* [YOUR TASK]: Each line of the material below that holds the word "effective" needs to be copied.

((

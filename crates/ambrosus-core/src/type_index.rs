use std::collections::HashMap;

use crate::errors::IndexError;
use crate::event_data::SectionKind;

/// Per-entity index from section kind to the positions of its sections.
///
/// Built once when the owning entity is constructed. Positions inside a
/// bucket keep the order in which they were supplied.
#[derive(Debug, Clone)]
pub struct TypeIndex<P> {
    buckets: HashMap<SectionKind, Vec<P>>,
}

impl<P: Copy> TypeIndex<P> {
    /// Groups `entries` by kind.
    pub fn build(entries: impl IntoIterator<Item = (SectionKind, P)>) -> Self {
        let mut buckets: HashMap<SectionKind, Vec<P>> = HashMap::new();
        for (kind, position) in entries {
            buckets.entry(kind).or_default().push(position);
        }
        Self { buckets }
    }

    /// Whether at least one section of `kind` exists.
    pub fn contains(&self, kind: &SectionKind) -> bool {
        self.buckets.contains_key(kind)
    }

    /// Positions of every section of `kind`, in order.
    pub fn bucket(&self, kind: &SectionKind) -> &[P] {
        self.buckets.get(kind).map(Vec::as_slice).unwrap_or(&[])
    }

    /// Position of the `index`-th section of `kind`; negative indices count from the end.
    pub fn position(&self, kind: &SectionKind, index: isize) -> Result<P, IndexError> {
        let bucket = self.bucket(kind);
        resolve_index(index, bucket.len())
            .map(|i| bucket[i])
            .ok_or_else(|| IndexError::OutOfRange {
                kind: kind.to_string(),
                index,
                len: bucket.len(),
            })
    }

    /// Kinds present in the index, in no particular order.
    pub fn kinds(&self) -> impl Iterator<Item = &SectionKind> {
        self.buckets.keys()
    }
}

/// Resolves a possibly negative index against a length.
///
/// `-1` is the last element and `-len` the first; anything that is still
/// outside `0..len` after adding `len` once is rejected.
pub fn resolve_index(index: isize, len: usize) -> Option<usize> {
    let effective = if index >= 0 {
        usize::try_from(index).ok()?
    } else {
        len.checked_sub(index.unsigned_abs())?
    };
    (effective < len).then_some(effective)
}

))
((

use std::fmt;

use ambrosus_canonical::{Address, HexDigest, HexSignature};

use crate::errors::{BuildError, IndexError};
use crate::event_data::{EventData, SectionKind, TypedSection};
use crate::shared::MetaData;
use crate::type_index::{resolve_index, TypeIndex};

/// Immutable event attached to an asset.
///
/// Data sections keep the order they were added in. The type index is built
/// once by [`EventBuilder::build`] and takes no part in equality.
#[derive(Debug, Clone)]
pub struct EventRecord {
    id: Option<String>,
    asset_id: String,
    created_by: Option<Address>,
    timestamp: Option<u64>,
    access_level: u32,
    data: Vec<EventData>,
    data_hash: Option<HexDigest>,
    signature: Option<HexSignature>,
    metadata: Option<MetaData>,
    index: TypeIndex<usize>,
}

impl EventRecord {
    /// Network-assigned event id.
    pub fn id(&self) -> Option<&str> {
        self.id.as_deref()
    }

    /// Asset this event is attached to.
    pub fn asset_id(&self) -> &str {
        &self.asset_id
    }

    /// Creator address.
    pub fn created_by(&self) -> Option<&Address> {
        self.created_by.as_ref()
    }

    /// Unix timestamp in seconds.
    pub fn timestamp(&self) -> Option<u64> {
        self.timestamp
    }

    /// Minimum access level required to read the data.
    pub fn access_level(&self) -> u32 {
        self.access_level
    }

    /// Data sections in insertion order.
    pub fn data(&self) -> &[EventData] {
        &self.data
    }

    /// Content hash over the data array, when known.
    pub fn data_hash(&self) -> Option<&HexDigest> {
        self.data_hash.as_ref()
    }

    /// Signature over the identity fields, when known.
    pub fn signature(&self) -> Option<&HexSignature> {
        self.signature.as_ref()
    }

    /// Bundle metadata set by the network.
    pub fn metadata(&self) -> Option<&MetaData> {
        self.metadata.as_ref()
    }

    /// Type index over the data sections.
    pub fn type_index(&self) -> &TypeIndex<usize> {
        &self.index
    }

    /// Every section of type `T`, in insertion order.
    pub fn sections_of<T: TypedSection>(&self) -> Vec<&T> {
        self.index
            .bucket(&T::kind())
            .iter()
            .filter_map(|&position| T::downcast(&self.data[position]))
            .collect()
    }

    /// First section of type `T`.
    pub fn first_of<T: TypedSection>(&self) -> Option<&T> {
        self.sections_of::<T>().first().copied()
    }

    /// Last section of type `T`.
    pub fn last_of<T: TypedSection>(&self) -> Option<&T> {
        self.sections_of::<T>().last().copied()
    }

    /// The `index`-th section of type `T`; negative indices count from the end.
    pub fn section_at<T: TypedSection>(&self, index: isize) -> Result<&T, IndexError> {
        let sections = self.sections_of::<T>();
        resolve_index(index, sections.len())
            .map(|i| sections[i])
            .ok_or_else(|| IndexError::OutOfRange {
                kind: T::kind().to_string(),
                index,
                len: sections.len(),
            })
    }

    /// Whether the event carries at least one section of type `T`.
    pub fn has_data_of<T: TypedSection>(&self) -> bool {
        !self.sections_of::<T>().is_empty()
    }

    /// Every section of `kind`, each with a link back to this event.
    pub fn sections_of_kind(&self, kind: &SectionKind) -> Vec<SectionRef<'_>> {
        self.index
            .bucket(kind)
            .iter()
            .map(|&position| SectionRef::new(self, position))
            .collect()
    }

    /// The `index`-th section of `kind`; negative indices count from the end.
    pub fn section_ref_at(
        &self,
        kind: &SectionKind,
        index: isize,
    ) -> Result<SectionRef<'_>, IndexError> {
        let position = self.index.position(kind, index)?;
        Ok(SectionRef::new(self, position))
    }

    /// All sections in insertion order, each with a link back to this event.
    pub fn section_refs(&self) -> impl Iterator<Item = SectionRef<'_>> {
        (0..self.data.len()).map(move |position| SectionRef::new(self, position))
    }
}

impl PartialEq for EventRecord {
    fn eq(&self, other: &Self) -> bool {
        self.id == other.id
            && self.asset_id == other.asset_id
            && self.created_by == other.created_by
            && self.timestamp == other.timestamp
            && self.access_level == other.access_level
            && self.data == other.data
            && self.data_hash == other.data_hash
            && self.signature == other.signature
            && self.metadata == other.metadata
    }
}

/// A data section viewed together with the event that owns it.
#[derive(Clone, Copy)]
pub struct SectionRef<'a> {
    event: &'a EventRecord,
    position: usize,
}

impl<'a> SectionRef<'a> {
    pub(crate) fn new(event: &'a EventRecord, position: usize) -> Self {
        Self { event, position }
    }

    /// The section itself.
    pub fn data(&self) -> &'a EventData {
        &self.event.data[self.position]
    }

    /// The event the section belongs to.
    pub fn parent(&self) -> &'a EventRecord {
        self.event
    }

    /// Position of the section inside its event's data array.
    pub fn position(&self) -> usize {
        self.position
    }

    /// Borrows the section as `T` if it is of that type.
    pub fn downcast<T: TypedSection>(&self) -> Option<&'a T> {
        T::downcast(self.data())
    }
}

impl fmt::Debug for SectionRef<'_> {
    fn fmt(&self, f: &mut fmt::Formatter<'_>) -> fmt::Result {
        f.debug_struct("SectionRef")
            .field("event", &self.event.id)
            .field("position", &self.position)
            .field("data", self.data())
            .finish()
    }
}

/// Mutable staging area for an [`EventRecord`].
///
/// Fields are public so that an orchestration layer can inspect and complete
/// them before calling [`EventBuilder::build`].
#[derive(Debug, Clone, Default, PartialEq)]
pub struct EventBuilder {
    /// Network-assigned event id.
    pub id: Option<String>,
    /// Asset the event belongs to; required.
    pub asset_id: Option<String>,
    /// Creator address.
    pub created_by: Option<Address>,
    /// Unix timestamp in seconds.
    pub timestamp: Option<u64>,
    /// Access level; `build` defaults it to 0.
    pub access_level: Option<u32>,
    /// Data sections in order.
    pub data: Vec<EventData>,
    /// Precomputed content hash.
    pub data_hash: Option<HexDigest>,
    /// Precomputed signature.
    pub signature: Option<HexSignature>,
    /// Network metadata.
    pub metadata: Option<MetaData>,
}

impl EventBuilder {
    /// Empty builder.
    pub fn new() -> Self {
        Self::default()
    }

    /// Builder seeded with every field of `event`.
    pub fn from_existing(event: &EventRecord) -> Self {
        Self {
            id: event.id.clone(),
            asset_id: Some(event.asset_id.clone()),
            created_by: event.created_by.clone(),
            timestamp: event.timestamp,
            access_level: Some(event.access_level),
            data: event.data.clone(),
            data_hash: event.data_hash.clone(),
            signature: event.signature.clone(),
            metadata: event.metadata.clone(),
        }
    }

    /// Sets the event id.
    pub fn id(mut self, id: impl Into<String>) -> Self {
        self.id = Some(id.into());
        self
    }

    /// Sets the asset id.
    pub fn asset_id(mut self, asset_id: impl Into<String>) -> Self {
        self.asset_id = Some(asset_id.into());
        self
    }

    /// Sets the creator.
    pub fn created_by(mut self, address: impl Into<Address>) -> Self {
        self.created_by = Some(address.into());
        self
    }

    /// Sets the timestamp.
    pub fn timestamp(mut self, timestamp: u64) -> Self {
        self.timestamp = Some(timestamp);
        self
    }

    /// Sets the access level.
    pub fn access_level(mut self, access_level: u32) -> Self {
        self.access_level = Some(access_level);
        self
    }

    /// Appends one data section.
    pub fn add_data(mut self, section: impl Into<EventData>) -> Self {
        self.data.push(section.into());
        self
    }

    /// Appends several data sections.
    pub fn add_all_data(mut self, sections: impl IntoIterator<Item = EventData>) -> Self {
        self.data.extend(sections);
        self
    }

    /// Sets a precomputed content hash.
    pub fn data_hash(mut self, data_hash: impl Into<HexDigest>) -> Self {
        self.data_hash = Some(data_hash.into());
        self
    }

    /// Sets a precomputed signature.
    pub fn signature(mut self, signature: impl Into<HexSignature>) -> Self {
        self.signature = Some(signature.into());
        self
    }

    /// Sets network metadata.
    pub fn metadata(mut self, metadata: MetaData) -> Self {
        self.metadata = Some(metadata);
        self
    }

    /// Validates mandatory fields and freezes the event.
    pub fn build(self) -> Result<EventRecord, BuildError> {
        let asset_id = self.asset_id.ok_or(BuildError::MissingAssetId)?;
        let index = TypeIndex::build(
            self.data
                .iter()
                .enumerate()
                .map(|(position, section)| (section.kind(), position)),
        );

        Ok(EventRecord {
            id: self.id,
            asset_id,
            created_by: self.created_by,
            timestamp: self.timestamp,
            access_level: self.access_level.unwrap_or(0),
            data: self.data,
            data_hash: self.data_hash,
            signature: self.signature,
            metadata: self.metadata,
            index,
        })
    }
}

))

* [FINAL ANSWER]:
    let effective = if index >= 0 {
    (effective < len).then_some(effective)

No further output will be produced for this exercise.